Daniel shook his head, but I caught the slight curve of his lips. “You're impossible.”
“I prefer 'charmingly tenacious.'”
“Nobody prefers that.”
“I do. Just now. I decided.”
He actually laughed. Short, surprised, like it escaped before he could catch it. The sound did something warm to my chest that I chose not to examine too closely.
We finished the cookies in comfortable silence, watching the light shift across the clearing. The pool reflected the changing sky, gold bleeding into amber bleeding into the first hints of purple. It was peaceful in a way I hadn't felt in months. Maybe longer.
I stretched my legs out, crossed my ankles. “What do you do for fun? When you're not being the Alpha, dealing with pack politics, handling territorial disputes. What does Daniel Callahan do just for himself?”
He considered the question longer than I expected. “I'm not sure I remember.”
“That's depressing.”
“It's honest.” He picked up a pebble, turned it over in his fingers. “When Claire was alive, we used to take trips. Nothing fancy, just driving until we found somewhere interesting. She'd make me stop at every roadside attraction, no matter how ridiculous. World's largest ball of twine. Mystery spots that were obviously just optical illusions. She collected refrigerator magnets from every place we visited.”
“That sounds nice.”
“It was.” His voice was soft but not sad. Just remembering. “After she died, I stopped. Told myself I didn't have time, that the pack needed me here. But really I just couldn't imagine doing it without her.”
“I get that.” I watched the last of the sunlight paint the stones gold. “Anna and I had a thing about Sunday mornings. Pancakes, terrible coffee, the crossword puzzle. She'd do the words and I'd pretend to help while actually just watching her think. After she died, I couldn't even look at a newspaper for months.”
“Does it get easier?”
I glanced at him. “Some days are still hard. But some days I can talk about her and it doesn't feel like drowning.”
Daniel nodded slowly. “That's good. That's something to work toward.”
“We’ll get there.”
“Maybe.” He tossed the pebble into the pool, watched the ripples spread outward. “Thank you. For asking. Most people either avoid the subject entirely or want to have deep emotional conversations I'm not ready for.”
“Hence why you're out here with me instead of dealing with pack business?”
“Hence why I agreed when you kidnapped me from my office, yes.”

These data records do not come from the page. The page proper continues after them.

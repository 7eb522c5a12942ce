// SPDX-License-Identifier: Apache-2.0

//! End-to-end tests of the resynthesis engine over an in-memory XAG.

use pretty_assertions::assert_eq;
use rand::rngs::StdRng;
use rand::{Rng, SeedableRng};

use xag_resyn::cache::CachePaths;
use xag_resyn::engine::{Outcome, ResynParams, Resynthesizer};
use xag_resyn::error::Error;
use xag_resyn::solver::{Lit, SatSolve, SolveOutcome};
use xag_resyn::tt::TruthTable;
use xag_resyn::xag::Xag;

const MAJ3: u64 = 0xe8;

fn zero_arrival_inputs(net: &mut Xag, num_vars: u8) -> Vec<(xag_resyn::xag::Signal, u32)> {
    (0..num_vars).map(|i| (net.input(i), 0)).collect()
}

#[test]
fn maj3_drops_to_depth_one() {
    let mut engine = Resynthesizer::new(ResynParams::default());
    let func = TruthTable::from_word(3, MAJ3);
    let mut net = Xag::new(3);
    let inputs = zero_arrival_inputs(&mut net, 3);

    match engine.resynthesize(&mut net, &func, &inputs, 2).unwrap() {
        Outcome::Improved { signal, depth } => {
            assert_eq!(depth, 1);
            assert_eq!(net.simulate(signal, 3), func);
            assert_eq!(net.mult_depth(signal), 1);
        }
        Outcome::NoChange => panic!("majority has a depth-1 implementation"),
    }
    assert_eq!(engine.stats().sat, 1);
}

#[test]
fn depth_bound_already_met_is_no_change() {
    let mut engine = Resynthesizer::new(ResynParams::default());
    let func = TruthTable::from_word(3, MAJ3);
    let mut net = Xag::new(3);
    let inputs = zero_arrival_inputs(&mut net, 3);

    // Nothing sits below depth 1 for a nonlinear function.
    let outcome = engine.resynthesize(&mut net, &func, &inputs, 1).unwrap();
    assert_eq!(outcome, Outcome::NoChange);
    assert_eq!(engine.stats().instances, 0);
}

#[test]
fn affine_functions_are_left_alone() {
    let mut engine = Resynthesizer::new(ResynParams::default());
    // Three-input parity.
    let func = TruthTable::from_word(3, 0x96);
    let mut net = Xag::new(3);
    let inputs = zero_arrival_inputs(&mut net, 3);
    let before = net.num_nodes();

    let outcome = engine.resynthesize(&mut net, &func, &inputs, 10).unwrap();
    assert_eq!(outcome, Outcome::NoChange);
    assert_eq!(engine.stats().instances, 0);
    assert_eq!(net.num_nodes(), before);
}

#[test]
fn every_three_var_function_is_reproduced() {
    let mut engine = Resynthesizer::new(ResynParams::default());
    for word in 0u64..256 {
        let func = TruthTable::from_word(3, word);
        let mut net = Xag::new(3);
        let inputs = zero_arrival_inputs(&mut net, 3);
        match engine.resynthesize(&mut net, &func, &inputs, 5).unwrap() {
            Outcome::Improved { signal, depth } => {
                assert!(
                    func.algebraic_degree() > Some(1),
                    "affine {:02x} improved",
                    word
                );
                assert!(depth < 5);
                assert_eq!(net.simulate(signal, 3), func, "function {:02x}", word);
            }
            Outcome::NoChange => {
                assert!(
                    func.algebraic_degree() <= Some(1),
                    "no implementation found for {:02x}",
                    word
                );
            }
        }
    }
}

#[test]
fn random_four_var_functions_are_reproduced() {
    // Any four-variable function fits three AND gates at depth at most
    // three, so a depth bound of 4 covers every sample. Pruning clauses keep
    // the refutations at the deeper fences tractable.
    let params = ResynParams {
        advanced_constraints: true,
        ..ResynParams::default()
    };
    let mut engine = Resynthesizer::new(params);
    let mut rng = StdRng::seed_from_u64(23);
    for _ in 0..12 {
        let word = rng.r#gen::<u64>() & 0xffff;
        let func = TruthTable::from_word(4, word);
        let mut net = Xag::new(4);
        let inputs = zero_arrival_inputs(&mut net, 4);
        match engine.resynthesize(&mut net, &func, &inputs, 4).unwrap() {
            Outcome::Improved { signal, depth } => {
                assert!(depth < 4);
                assert_eq!(net.simulate(signal, 4), func, "function {:04x}", word);
            }
            Outcome::NoChange => {
                assert!(
                    func.algebraic_degree() <= Some(1),
                    "no implementation found for {:04x}",
                    word
                );
            }
        }
    }
}

#[test]
fn late_input_forces_a_deeper_fence() {
    // f = !a & !b & !c is its own canonical representative, so the arrival
    // depths pass through the classifier untouched. With the last input
    // arriving at depth 2, a balanced depth-2 tree cannot consume it; the
    // best circuit chains it on top at overall depth 3.
    let func = TruthTable::from_word(3, 0x01);

    let mut engine = Resynthesizer::new(ResynParams::default());
    let mut net = Xag::new(3);
    let inputs = vec![(net.input(0), 0u32), (net.input(1), 0), (net.input(2), 2)];
    match engine.resynthesize(&mut net, &func, &inputs, 4).unwrap() {
        Outcome::Improved { signal, depth } => {
            assert_eq!(depth, 3);
            assert_eq!(net.simulate(signal, 3), func);
        }
        Outcome::NoChange => panic!("depth 3 is achievable"),
    }
    // The depth-2 attempts must have been refuted along the way.
    assert!(engine.stats().unsat >= 1);

    // And below the achievable depth, nothing is found.
    let mut engine = Resynthesizer::new(ResynParams::default());
    let mut net = Xag::new(3);
    let inputs = vec![(net.input(0), 0u32), (net.input(1), 0), (net.input(2), 2)];
    let outcome = engine.resynthesize(&mut net, &func, &inputs, 3).unwrap();
    assert_eq!(outcome, Outcome::NoChange);
}

#[test]
fn staggered_two_var_and() {
    let func = TruthTable::from_word(2, 0x8);
    let mut engine = Resynthesizer::new(ResynParams::default());
    let mut net = Xag::new(2);
    let inputs = vec![(net.input(0), 3u32), (net.input(1), 0)];
    match engine.resynthesize(&mut net, &func, &inputs, 5).unwrap() {
        Outcome::Improved { signal, depth } => {
            assert_eq!(depth, 4);
            assert_eq!(net.simulate(signal, 2), func);
        }
        Outcome::NoChange => panic!("a single AND at depth 4 suffices"),
    }
}

#[test]
fn repeated_queries_hit_the_cache() {
    let mut engine = Resynthesizer::new(ResynParams::default());
    let func = TruthTable::from_word(3, MAJ3);

    let mut net = Xag::new(3);
    let inputs = zero_arrival_inputs(&mut net, 3);
    let first = engine.resynthesize(&mut net, &func, &inputs, 2).unwrap();
    assert!(matches!(first, Outcome::Improved { .. }));
    let instances = engine.stats().instances;

    let mut net2 = Xag::new(3);
    let inputs2 = zero_arrival_inputs(&mut net2, 3);
    let second = engine.resynthesize(&mut net2, &func, &inputs2, 2).unwrap();
    assert!(matches!(second, Outcome::Improved { .. }));
    assert_eq!(engine.stats().instances, instances);
    assert_eq!(engine.stats().cache_hits, 1);
}

#[test]
fn cache_persists_across_engines() {
    let dir = tempfile::tempdir().unwrap();
    let func = TruthTable::from_word(3, MAJ3);

    {
        let mut engine = Resynthesizer::with_cache_paths(
            ResynParams::default(),
            CachePaths::in_dir(dir.path()),
        )
        .unwrap();
        let mut net = Xag::new(3);
        let inputs = zero_arrival_inputs(&mut net, 3);
        let outcome = engine.resynthesize(&mut net, &func, &inputs, 2).unwrap();
        assert!(matches!(outcome, Outcome::Improved { .. }));
        engine.flush_cache().unwrap();
    }

    let mut engine = Resynthesizer::with_cache_paths(
        ResynParams::default(),
        CachePaths::in_dir(dir.path()),
    )
    .unwrap();
    let mut net = Xag::new(3);
    let inputs = zero_arrival_inputs(&mut net, 3);
    match engine.resynthesize(&mut net, &func, &inputs, 2).unwrap() {
        Outcome::Improved { signal, depth } => {
            assert_eq!(depth, 1);
            assert_eq!(net.simulate(signal, 3), func);
        }
        Outcome::NoChange => panic!("persisted solution should be found"),
    }
    assert_eq!(engine.stats().instances, 0);
    assert_eq!(engine.stats().cache_hits, 1);
}

/// A solver that always gives up within its budget.
struct GiveUp {
    vars: u32,
}

impl SatSolve for GiveUp {
    fn new_var(&mut self) -> Lit {
        self.vars += 1;
        Lit::positive(self.vars - 1)
    }

    fn add_clause(&mut self, _lits: &[Lit]) {}

    fn solve(&mut self, _assumptions: &[Lit], _budget: u64) -> Result<SolveOutcome, Error> {
        Ok(SolveOutcome::BudgetExceeded)
    }

    fn value(&self, _lit: Lit) -> bool {
        false
    }
}

#[test]
fn budget_failures_block_smaller_budgets_only() {
    let dir = tempfile::tempdir().unwrap();
    let func = TruthTable::from_word(3, MAJ3);
    let limited = ResynParams {
        conflict_limit: 10,
        ..ResynParams::default()
    };

    // First pass gives up everywhere and records the failures.
    {
        let mut engine = Resynthesizer::with_cache_paths(
            limited.clone(),
            CachePaths::in_dir(dir.path()),
        )
        .unwrap()
        .with_solver_factory(Box::new(|| Box::new(GiveUp { vars: 0 })));
        let mut net = Xag::new(3);
        let inputs = zero_arrival_inputs(&mut net, 3);
        let outcome = engine.resynthesize(&mut net, &func, &inputs, 2).unwrap();
        assert_eq!(outcome, Outcome::NoChange);
        assert!(engine.stats().budget_exceeded >= 1);
        engine.flush_cache().unwrap();
    }

    // The same budget is blocked by the blacklist without touching a solver.
    {
        let mut engine = Resynthesizer::with_cache_paths(
            limited.clone(),
            CachePaths::in_dir(dir.path()),
        )
        .unwrap();
        let mut net = Xag::new(3);
        let inputs = zero_arrival_inputs(&mut net, 3);
        let outcome = engine.resynthesize(&mut net, &func, &inputs, 2).unwrap();
        assert_eq!(outcome, Outcome::NoChange);
        assert_eq!(engine.stats().instances, 0);
        assert!(engine.stats().blacklist_hits >= 1);
    }

    // A larger budget retries and succeeds.
    let roomier = ResynParams {
        conflict_limit: 100,
        ..ResynParams::default()
    };
    let mut engine =
        Resynthesizer::with_cache_paths(roomier, CachePaths::in_dir(dir.path())).unwrap();
    let mut net = Xag::new(3);
    let inputs = zero_arrival_inputs(&mut net, 3);
    match engine.resynthesize(&mut net, &func, &inputs, 2).unwrap() {
        Outcome::Improved { signal, .. } => {
            assert_eq!(net.simulate(signal, 3), func);
        }
        Outcome::NoChange => panic!("larger budget should retry the instance"),
    }
    assert!(engine.stats().instances >= 1);
}

#[test]
fn gate_count_objective_finds_minimum_ands() {
    let mut engine = Resynthesizer::new(ResynParams::default());

    // maj(a,b,c) needs exactly one AND.
    let maj3 = TruthTable::from_word(3, MAJ3);
    let mut net = Xag::new(3);
    let inputs: Vec<_> = (0..3).map(|i| net.input(i)).collect();
    let (signal, count) = engine
        .synthesize_min_gates(&mut net, &maj3, &inputs, 3)
        .unwrap()
        .expect("majority is realizable");
    assert_eq!(count, 1);
    assert_eq!(net.simulate(signal, 3), maj3);

    // and3 has degree 3, so two ANDs are both necessary and sufficient.
    let and3 = TruthTable::from_word(3, 0x80);
    let mut net = Xag::new(3);
    let inputs: Vec<_> = (0..3).map(|i| net.input(i)).collect();
    let (signal, count) = engine
        .synthesize_min_gates(&mut net, &and3, &inputs, 3)
        .unwrap()
        .expect("and3 is realizable");
    assert_eq!(count, 2);
    assert_eq!(net.simulate(signal, 3), and3);
}

#[test]
fn gate_count_objective_handles_affine_and_bounds() {
    let mut engine = Resynthesizer::new(ResynParams::default());

    // Parity is free of AND gates entirely.
    let parity = TruthTable::from_word(3, 0x96);
    let mut net = Xag::new(3);
    let inputs: Vec<_> = (0..3).map(|i| net.input(i)).collect();
    let (signal, count) = engine
        .synthesize_min_gates(&mut net, &parity, &inputs, 2)
        .unwrap()
        .expect("parity is affine");
    assert_eq!(count, 0);
    assert_eq!(net.simulate(signal, 3), parity);

    // A bound below the multiplicative complexity finds nothing.
    let and3 = TruthTable::from_word(3, 0x80);
    let mut net = Xag::new(3);
    let inputs: Vec<_> = (0..3).map(|i| net.input(i)).collect();
    let outcome = engine
        .synthesize_min_gates(&mut net, &and3, &inputs, 1)
        .unwrap();
    assert_eq!(outcome, None);
}

#[test]
fn gate_count_queries_hit_the_cache() {
    let mut engine = Resynthesizer::new(ResynParams::default());
    let maj3 = TruthTable::from_word(3, MAJ3);

    let mut net = Xag::new(3);
    let inputs: Vec<_> = (0..3).map(|i| net.input(i)).collect();
    let first = engine
        .synthesize_min_gates(&mut net, &maj3, &inputs, 3)
        .unwrap();
    assert!(first.is_some());
    let instances = engine.stats().instances;

    let mut net2 = Xag::new(3);
    let inputs2: Vec<_> = (0..3).map(|i| net2.input(i)).collect();
    let second = engine
        .synthesize_min_gates(&mut net2, &maj3, &inputs2, 3)
        .unwrap();
    assert!(second.is_some());
    assert_eq!(engine.stats().instances, instances);
    assert_eq!(engine.stats().cache_hits, 1);

    // The depth search keys are untouched by the gate-count entries.
    let mut net3 = Xag::new(3);
    let inputs3 = zero_arrival_inputs(&mut net3, 3);
    let depth_outcome = engine.resynthesize(&mut net3, &maj3, &inputs3, 2).unwrap();
    assert!(matches!(depth_outcome, Outcome::Improved { .. }));
    assert!(engine.stats().instances > instances);
}

#[test]
fn input_arity_mismatch_is_an_error() {
    let mut engine = Resynthesizer::new(ResynParams::default());
    let func = TruthTable::from_word(3, MAJ3);
    let mut net = Xag::new(3);
    let inputs = vec![(net.input(0), 0u32)];
    let err = engine
        .resynthesize(&mut net, &func, &inputs, 2)
        .unwrap_err();
    assert!(matches!(err, Error::InvariantViolation(_)));
}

“See? I'm providing a valuable service.”
“You're providing something,” he said dryly. “I'm not sure valuable is the word.”
“Rude.”
“Honest.”
I threw a cookie crumb at him. He caught it without looking, which was both impressive and annoying.
We stayed until the light was nearly gone, talking about nothing and everything. Daniel's favorite books (historicalfiction and, embarrassingly, romance novels that he made me swear not to tell anyone about). My worst client stories (the fish tank kitchen was only the beginning). The names of stars his mother had taught him and the constellations Anna used to point out to Nate when he was small.
It felt easy. Natural. Like we'd been doing this for years instead of weeks.
“We should head back,” Daniel said eventually, standing and brushing off his jeans. “Before it gets too dark for you to navigate the trail.”